*** Begin section ***

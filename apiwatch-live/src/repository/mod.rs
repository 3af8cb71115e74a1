//! Repository layer
//!
//! Repositories abstract the dashboard API behind small traits so the views,
//! stream client and pollers can be driven by in-memory fakes in tests.
//! The HTTP implementations delegate to [`DashboardClient`].
//!
//! [`DashboardClient`]: apiwatch_client::DashboardClient

mod jobs;
mod logs;

pub use jobs::JobRepository;
pub use logs::LogRepository;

*** End section ***

▶ Exercise aim: Please repeat the entries above exactly as they read.

▶ Written reply:
filename apiwatch-live/src/repository/mod.rs
repository 3af8cb71115e74a1
//! Repository layer
//!
//! Repositories abstract the dashboard API behind small traits so the views,
//! stream client and pollers can be driven by in-memory fakes in tests.
//! The HTTP implementations delegate to [`DashboardClient`].
//!
//! [`DashboardClient`]: apiwatch_client::DashboardClient

mod jobs;
mod logs;

pub use jobs::JobRepository;
pub use logs::LogRepository;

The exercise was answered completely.